Banco Bilbao Vizcaya Argentaria, S.A. (hereinafter, “the Bank” or “BBVA”) is a private- law entity subject to the rules and regulations governing banking institutions operating in Spain.

The Bylaws and other public information about the Bank are available for consultation at its registered address (Plaza San Nicolás, 4 Bilbao) and on the corporate website www.bbva.com.

The Solvency Regulations are applicable at the consolidated level for the whole Group.

1.1.2 Differences in the consolidable group for the purposes of the solvency regulations and accounting criteria

The Group’s consolidated financial statements are drawn up in accordance with what is laid down in the International Financial Reporting Standards adopted by the European Union (hereinafter, “EU-IFRS”).

The EU-IFRS were adapted to the sector of Spanish credit institutions by Bank of Spain Circular 4/2004 of December 22, as well as its successive amendments.

Bank of Spain Circulars 5/2013 of October 30, 2013 on public and restricted financial reporting rules and 5/2011 of November 30, 2011 on financial statement models also apply.

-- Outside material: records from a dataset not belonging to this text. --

//! Output files and their lifecycle.

use crate::config::ChopConfig;
use crate::error::{ChopError, ConfigError, Result};
use crate::key::PartitionKey;
use csv::ByteRecord;
use std::collections::{HashMap, HashSet};
use std::fs::{self, File};
use std::path::{Path, PathBuf};
use tracing::debug;

/// Identity of one output file.
///
/// `shuffle_index` is `None` for unshuffled output and `Some(pass)` for the
/// 0-based shuffle pass that produced the file.
#[derive(Debug, Clone, PartialEq, Eq, Hash)]
pub struct OutputUnit {
    pub key: PartitionKey,
    pub split_index: usize,
    pub shuffle_index: Option<usize>,
}

impl OutputUnit {
    pub fn new(key: PartitionKey, split_index: usize, shuffle_index: Option<usize>) -> Self {
        Self {
            key,
            split_index,
            shuffle_index,
        }
    }
}

/// A closed output file.
#[derive(Debug, Clone, PartialEq, Eq)]
pub struct WrittenFile {
    pub unit: OutputUnit,
    pub path: PathBuf,
    /// Data rows, header excluded.
    pub rows: usize,
}

/// Replace every character that is not alphanumeric or `_` with `_`.
fn clean_filename(name: &str) -> String {
    name.chars()
        .map(|c| if c.is_alphanumeric() || c == '_' { c } else { '_' })
        .collect()
}

/// File stem and extension of an input, ignoring a trailing `.gz`.
fn stem_and_extension(path: &Path) -> (Option<String>, Option<String>) {
    let name = path
        .file_name()
        .map(|n| n.to_string_lossy().into_owned())
        .unwrap_or_default();
    let name = name.strip_suffix(".gz").unwrap_or(&name);
    let inner = Path::new(name);

    let stem = inner.file_stem().map(|s| s.to_string_lossy().into_owned());
    let extension = inner
        .extension()
        .map(|e| e.to_string_lossy().into_owned())
        .filter(|e| !e.is_empty());
    (stem, extension)
}

/// Deterministic mapping from [`OutputUnit`] to file name:
/// `[prefix_]segment[_split][_shufflepass].ext`.
#[derive(Debug, Clone)]
pub struct OutputNaming {
    prefix: Option<String>,
    stem: String,
    extension: String,
    columns: Vec<String>,
    numbered_splits: bool,
    numbered_shuffles: bool,
}

impl OutputNaming {
    pub fn new(config: &ChopConfig, files: &[PathBuf]) -> Self {
        let (first_stem, first_ext) = files
            .first()
            .map(|f| stem_and_extension(f))
            .unwrap_or((None, None));

        let stem = match files {
            [_] => first_stem.unwrap_or_else(|| "output".to_string()),
            _ => "combined".to_string(),
        };

        Self {
            prefix: config.prefix.clone(),
            stem,
            extension: first_ext.unwrap_or_else(|| "csv".to_string()),
            columns: config.columns.clone(),
            numbered_splits: config.split.is_numbered(),
            numbered_shuffles: config.shuffles > 1,
        }
    }

    pub fn file_name(&self, unit: &OutputUnit) -> String {
        let mut name = if unit.key.is_universal() {
            self.stem.clone()
        } else {
            let segment = self
                .columns
                .iter()
                .zip(unit.key.values())
                .map(|(column, value)| format!("{column}_{value}"))
                .collect::<Vec<_>>()
                .join("__");
            clean_filename(&segment)
        };

        if self.numbered_splits {
            name.push_str(&format!("_{}", unit.split_index + 1));
        }
        if let (true, Some(pass)) = (self.numbered_shuffles, unit.shuffle_index) {
            name.push_str(&format!("_shuffle{}", pass + 1));
        }
        if let Some(prefix) = &self.prefix {
            name = format!("{prefix}_{name}");
        }

        format!("{name}.{}", self.extension)
    }
}

/// Write `header` followed by `records` to a fresh file at `path`.
pub(crate) fn write_file<'a>(
    path: &Path,
    delimiter: u8,
    header: &ByteRecord,
    records: impl IntoIterator<Item = &'a ByteRecord>,
) -> Result<usize> {
    let file = File::create(path).map_err(|e| ChopError::io(path, e))?;
    let mut writer = csv::WriterBuilder::new()
        .delimiter(delimiter)
        .from_writer(file);

    writer
        .write_byte_record(header)
        .map_err(|e| ChopError::csv(path, e))?;
    let mut rows = 0;
    for record in records {
        writer
            .write_byte_record(record)
            .map_err(|e| ChopError::csv(path, e))?;
        rows += 1;
    }
    writer.flush().map_err(|e| ChopError::io(path, e))?;
    Ok(rows)
}

struct OpenUnit {
    path: PathBuf,
    writer: csv::Writer<File>,
    rows: usize,
}

/// Owns every open output file of a run.
///
/// A unit's file is created, with the header, on its first record. Handles
/// are closed explicitly by [`close`](Self::close) or [`finish`](Self::finish),
/// and by `Drop` on early exit.
///
/// Every path handed out is first [claimed](Self::claim): a path belongs to
/// the key that claimed it for the rest of the run, and protected inputs are
/// never claimable.
pub struct OutputSinks {
    dir: PathBuf,
    naming: OutputNaming,
    header: ByteRecord,
    delimiter: u8,
    open: HashMap<OutputUnit, OpenUnit>,
    claimed: HashMap<PathBuf, PartitionKey>,
    resolved_dir: Option<PathBuf>,
    inputs: HashSet<PathBuf>,
    written: Vec<WrittenFile>,
}

impl OutputSinks {
    pub fn new(
        dir: impl Into<PathBuf>,
        naming: OutputNaming,
        header: ByteRecord,
        delimiter: u8,
    ) -> Self {
        Self {
            dir: dir.into(),
            naming,
            header,
            delimiter,
            open: HashMap::new(),
            claimed: HashMap::new(),
            resolved_dir: None,
            inputs: HashSet::new(),
            written: Vec::new(),
        }
    }

    /// Refuse to write over any of `inputs`.
    ///
    /// The inputs and the output directory must already exist.
    pub fn protect_inputs(&mut self, inputs: &[PathBuf]) -> Result<()> {
        for input in inputs {
            let resolved = fs::canonicalize(input).map_err(|e| ChopError::io(input, e))?;
            self.inputs.insert(resolved);
        }
        let dir = fs::canonicalize(&self.dir).map_err(|e| ChopError::io(&self.dir, e))?;
        self.resolved_dir = Some(dir);
        Ok(())
    }

    fn path_for(&self, unit: &OutputUnit) -> PathBuf {
        self.dir.join(self.naming.file_name(unit))
    }

    #[cfg(test)]
    fn open_count(&self) -> usize {
        self.open.len()
    }

    fn is_protected(&self, path: &Path) -> bool {
        let (Some(dir), Some(name)) = (&self.resolved_dir, path.file_name()) else {
            return false;
        };
        let candidate = dir.join(name);
        // Follows a symlink sitting at the output name.
        let resolved = fs::canonicalize(&candidate).unwrap_or(candidate);
        self.inputs.contains(&resolved)
    }

    /// Reserve the path of `unit` for its key and return it.
    ///
    /// Claiming a path the same key already owns is fine. A path owned by
    /// another key fails with [`ChopError::NameCollision`], and a path that
    /// resolves to a protected input fails with [`ConfigError::OutputIsInput`].
    pub fn claim(&mut self, unit: &OutputUnit) -> Result<PathBuf> {
        let path = self.path_for(unit);
        if self.is_protected(&path) {
            return Err(ConfigError::OutputIsInput { path }.into());
        }

        match self.claimed.get(&path) {
            Some(owner) if owner != &unit.key => {
                return Err(ChopError::NameCollision {
                    path,
                    first: owner.to_string(),
                    second: unit.key.to_string(),
                });
            }
            Some(_) => {}
            None => {
                self.claimed.insert(path.clone(), unit.key.clone());
            }
        }
        Ok(path)
    }

    fn create(&mut self, unit: &OutputUnit) -> Result<OpenUnit> {
        let path = self.claim(unit)?;
        let file = File::create(&path).map_err(|e| ChopError::io(&path, e))?;
        let mut writer = csv::WriterBuilder::new()
            .delimiter(self.delimiter)
            .from_writer(file);
        writer
            .write_byte_record(&self.header)
            .map_err(|e| ChopError::csv(&path, e))?;
        debug!("Created {}", path.display());

        Ok(OpenUnit {
            path,
            writer,
            rows: 0,
        })
    }

    /// Append `record` to `unit`, creating its file first if needed.
    pub fn write(&mut self, unit: &OutputUnit, record: &ByteRecord) -> Result<()> {
        if !self.open.contains_key(unit) {
            let created = self.create(unit)?;
            self.open.insert(unit.clone(), created);
        }

        if let Some(open) = self.open.get_mut(unit) {
            open.writer
                .write_byte_record(record)
                .map_err(|e| ChopError::csv(&open.path, e))?;
            open.rows += 1;
        }
        Ok(())
    }

    /// Flush and close `unit`. No-op when it is not open.
    pub fn close(&mut self, unit: &OutputUnit) -> Result<()> {
        let Some(open) = self.open.remove(unit) else {
            return Ok(());
        };
        self.finalize(unit.clone(), open)
    }

    fn finalize(&mut self, unit: OutputUnit, mut open: OpenUnit) -> Result<()> {
        open.writer
            .flush()
            .map_err(|e| ChopError::io(&open.path, e))?;
        debug!("Closed {} ({} rows)", open.path.display(), open.rows);

        self.written.push(WrittenFile {
            unit,
            path: open.path,
            rows: open.rows,
        });
        Ok(())
    }

    /// Close every open unit, in file-name order.
    pub fn close_all(&mut self) -> Result<()> {
        let mut units: Vec<(OutputUnit, OpenUnit)> = self.open.drain().collect();
        units.sort_by(|a, b| a.1.path.cmp(&b.1.path));
        for (unit, open) in units {
            self.finalize(unit, open)?;
        }
        Ok(())
    }

    /// Close everything and hand back the files written so far, in closing
    /// order.
    pub fn finish(&mut self) -> Result<Vec<WrittenFile>> {
        self.close_all()?;
        Ok(std::mem::take(&mut self.written))
    }
}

On the basis of accounting criteria, companies are considered to form part of a consolidated group when the controlling institution holds or can hold, directly or indirectly, control of them. An institution is understood to control another entity when it is exposed, or is entitled to variable returns as a result of its involvement in the subsidiary and has the capacity to influence those returns through the power it exercises on the subsidiary. For such control to exist, the following aspects must be fulfilled:

a) Power: An investor has power over a subsidiary when it has current rights that provide it with the capacity to direct its relevant activities, i.e. those that significantly affect the returns of the subsidiary.

b) Returns: An investor is exposed, or is entitled to variable returns as a result of its involvement in the subsidiary when the returns obtained by the investor for such involvement may vary based on the economic performance of the subsidiary. Investor returns may be positive only, negative only or both positive and negative.

c) Relationship between power and returns: An investor has control over a subsidiary when it not only has power over the subsidiary and is exposed, or is entitled to variable returns for its involvement in the subsidiary, but also has the capacity to use its power to influence the returns it obtains due to its involvement in the subsidiary.

Therefore, in drawing up the Group’s consolidated Financial Statements, all dependent companies and consolidated structured entities have been consolidated by applying the full consolidation method.

Jointly-controlled entities, as well as joint ventures (those over which joint control arrangements are in place), are valued using the equity method.

The list of all the companies forming part of the BBVA Group is included in the appendices to the Group’s Annual Consolidated Financial Statements.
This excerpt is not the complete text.